[Collected data]
Start of Block
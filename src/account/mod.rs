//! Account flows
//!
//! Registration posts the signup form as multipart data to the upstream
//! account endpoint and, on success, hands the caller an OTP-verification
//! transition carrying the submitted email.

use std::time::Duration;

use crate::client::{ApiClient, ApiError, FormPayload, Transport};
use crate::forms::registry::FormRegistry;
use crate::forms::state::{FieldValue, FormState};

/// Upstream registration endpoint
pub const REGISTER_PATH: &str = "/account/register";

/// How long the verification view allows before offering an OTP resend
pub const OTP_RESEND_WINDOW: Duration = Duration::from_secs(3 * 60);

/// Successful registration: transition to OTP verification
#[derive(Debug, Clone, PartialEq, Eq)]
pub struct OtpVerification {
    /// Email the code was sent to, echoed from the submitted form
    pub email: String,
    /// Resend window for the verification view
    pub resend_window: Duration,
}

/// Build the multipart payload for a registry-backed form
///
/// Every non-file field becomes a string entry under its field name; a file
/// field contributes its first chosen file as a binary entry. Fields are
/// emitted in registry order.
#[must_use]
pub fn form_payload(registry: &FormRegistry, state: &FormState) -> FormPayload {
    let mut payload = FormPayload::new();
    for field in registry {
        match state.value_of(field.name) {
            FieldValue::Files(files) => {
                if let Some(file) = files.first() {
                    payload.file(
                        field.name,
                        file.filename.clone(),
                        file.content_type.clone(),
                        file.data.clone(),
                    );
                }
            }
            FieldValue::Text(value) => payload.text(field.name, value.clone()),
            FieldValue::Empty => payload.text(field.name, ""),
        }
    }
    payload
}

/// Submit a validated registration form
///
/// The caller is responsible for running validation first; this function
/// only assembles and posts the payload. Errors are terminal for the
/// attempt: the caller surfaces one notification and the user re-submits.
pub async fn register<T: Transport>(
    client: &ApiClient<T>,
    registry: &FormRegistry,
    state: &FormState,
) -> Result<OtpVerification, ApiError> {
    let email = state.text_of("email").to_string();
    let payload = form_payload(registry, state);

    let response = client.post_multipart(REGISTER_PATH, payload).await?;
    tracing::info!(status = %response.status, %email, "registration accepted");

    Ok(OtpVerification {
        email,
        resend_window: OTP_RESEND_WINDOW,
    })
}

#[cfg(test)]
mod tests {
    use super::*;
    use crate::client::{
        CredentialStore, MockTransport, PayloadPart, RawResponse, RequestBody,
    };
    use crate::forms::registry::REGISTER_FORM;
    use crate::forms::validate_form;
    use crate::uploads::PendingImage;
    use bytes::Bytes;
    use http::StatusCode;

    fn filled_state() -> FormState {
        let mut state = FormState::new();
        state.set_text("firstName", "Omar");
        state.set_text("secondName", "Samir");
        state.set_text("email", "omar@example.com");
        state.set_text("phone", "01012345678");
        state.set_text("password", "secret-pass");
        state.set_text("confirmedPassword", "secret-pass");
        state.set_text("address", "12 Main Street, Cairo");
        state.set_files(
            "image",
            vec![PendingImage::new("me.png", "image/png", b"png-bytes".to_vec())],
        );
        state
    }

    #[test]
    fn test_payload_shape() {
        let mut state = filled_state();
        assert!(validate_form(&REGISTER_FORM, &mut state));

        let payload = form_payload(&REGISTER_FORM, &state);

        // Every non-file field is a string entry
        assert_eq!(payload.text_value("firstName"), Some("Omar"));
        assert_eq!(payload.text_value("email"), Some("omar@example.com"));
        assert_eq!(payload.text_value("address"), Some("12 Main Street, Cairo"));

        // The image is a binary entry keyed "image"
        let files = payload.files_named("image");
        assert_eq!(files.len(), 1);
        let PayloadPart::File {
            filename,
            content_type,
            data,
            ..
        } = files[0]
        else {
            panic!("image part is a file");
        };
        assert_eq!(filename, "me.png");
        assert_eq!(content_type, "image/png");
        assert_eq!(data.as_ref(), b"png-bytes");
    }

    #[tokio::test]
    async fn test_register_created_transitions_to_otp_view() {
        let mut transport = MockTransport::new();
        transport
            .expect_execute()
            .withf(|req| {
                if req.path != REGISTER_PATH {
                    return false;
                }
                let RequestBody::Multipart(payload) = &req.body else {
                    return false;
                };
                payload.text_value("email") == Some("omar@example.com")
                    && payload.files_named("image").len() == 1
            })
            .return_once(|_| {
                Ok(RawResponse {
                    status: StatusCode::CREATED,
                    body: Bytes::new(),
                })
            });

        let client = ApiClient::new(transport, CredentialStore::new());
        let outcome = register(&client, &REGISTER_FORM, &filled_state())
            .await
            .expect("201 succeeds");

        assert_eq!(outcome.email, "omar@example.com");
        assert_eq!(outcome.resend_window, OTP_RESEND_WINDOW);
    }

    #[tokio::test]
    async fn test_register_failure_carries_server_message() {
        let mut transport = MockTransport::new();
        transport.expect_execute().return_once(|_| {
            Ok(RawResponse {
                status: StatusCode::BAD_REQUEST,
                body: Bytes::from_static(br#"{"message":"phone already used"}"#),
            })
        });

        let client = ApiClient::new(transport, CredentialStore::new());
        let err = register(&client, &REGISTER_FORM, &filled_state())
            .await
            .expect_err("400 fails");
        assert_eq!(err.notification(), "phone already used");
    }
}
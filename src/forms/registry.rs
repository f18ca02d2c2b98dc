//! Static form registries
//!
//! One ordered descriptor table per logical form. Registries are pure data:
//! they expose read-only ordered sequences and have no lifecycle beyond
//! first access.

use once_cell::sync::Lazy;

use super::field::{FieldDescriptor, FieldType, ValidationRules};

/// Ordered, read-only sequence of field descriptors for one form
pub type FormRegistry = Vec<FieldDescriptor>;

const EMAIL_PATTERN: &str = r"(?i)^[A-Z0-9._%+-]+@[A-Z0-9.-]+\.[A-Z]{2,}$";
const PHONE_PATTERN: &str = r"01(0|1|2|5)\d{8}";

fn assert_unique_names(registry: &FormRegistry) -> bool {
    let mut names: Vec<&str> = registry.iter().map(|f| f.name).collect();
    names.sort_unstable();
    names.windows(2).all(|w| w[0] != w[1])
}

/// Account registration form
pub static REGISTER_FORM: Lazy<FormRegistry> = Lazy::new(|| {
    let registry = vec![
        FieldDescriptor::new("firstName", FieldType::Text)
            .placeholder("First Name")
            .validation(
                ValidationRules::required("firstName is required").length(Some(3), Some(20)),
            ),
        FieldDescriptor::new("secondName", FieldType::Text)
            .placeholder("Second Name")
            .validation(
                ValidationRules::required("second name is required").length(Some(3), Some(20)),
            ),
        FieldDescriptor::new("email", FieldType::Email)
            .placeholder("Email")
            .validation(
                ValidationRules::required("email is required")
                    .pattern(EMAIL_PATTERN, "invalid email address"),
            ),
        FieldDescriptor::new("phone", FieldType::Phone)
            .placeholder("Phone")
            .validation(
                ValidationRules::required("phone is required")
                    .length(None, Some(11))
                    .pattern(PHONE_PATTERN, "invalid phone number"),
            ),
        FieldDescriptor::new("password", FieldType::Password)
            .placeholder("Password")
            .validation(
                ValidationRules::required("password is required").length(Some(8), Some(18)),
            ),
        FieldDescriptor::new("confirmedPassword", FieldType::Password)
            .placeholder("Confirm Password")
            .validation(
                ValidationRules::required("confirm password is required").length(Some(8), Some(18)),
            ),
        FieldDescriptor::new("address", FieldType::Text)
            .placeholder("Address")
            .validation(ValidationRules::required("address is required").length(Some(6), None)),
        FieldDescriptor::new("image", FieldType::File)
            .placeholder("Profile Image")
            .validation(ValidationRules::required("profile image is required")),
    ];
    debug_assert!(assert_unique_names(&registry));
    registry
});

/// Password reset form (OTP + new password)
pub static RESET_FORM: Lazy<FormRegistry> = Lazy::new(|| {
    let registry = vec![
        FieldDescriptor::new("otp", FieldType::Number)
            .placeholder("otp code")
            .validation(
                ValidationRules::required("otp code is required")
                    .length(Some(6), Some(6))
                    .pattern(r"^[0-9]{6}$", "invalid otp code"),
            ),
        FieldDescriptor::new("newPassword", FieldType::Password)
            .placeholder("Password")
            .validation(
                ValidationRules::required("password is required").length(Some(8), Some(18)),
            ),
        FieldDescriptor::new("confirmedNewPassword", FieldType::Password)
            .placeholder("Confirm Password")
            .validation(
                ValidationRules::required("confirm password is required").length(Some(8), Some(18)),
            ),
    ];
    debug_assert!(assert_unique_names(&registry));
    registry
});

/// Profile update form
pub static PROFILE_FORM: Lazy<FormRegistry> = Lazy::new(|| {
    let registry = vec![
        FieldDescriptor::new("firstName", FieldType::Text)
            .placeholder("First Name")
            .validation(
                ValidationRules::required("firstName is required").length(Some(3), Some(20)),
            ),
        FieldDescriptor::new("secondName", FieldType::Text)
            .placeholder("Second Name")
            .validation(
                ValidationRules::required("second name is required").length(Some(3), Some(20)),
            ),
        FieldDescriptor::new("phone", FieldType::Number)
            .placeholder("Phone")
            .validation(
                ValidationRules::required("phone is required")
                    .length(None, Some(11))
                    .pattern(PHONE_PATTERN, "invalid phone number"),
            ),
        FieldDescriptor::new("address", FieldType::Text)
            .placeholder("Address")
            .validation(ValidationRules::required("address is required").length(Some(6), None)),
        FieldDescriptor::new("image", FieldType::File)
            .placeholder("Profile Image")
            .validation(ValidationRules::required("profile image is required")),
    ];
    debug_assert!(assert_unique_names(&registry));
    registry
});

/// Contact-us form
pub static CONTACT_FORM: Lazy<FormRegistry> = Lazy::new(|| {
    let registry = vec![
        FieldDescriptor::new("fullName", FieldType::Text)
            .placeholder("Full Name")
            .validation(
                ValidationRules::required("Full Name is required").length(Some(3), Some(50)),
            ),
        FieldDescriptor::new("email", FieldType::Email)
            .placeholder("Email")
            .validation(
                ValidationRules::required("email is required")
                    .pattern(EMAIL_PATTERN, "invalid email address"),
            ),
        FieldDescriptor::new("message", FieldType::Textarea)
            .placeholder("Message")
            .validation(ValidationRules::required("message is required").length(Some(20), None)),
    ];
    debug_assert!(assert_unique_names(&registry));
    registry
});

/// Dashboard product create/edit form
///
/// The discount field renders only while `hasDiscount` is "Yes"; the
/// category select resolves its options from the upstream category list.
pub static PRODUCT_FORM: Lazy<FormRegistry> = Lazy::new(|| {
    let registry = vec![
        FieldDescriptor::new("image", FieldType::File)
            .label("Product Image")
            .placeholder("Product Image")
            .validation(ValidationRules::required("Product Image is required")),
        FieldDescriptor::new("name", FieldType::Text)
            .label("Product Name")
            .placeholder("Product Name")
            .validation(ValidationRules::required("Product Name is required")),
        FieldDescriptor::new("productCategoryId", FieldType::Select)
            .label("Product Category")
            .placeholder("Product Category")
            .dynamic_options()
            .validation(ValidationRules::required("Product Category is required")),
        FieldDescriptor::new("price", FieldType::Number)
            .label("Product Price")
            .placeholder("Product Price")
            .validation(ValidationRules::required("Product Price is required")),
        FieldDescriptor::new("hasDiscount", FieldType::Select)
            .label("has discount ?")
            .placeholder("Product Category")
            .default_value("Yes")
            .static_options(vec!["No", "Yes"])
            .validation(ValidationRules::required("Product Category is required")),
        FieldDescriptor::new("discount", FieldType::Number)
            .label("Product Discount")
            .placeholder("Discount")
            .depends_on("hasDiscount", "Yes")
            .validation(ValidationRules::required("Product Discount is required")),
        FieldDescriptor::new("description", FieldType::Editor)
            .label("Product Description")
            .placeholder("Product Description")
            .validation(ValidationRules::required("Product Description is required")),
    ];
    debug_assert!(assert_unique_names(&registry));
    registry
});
End of Block
● Exercise prompt
Restate exactly the records above from their first line through the line that holds "use std::time::Duration;", please, including both and leaving out all others.

● Answer section
filename src/account/mod.rs
//! Account flows
//!
//! Registration posts the signup form as multipart data to the upstream
//! account endpoint and, on success, hands the caller an OTP-verification
//! transition carrying the submitted email.

use std::time::Duration;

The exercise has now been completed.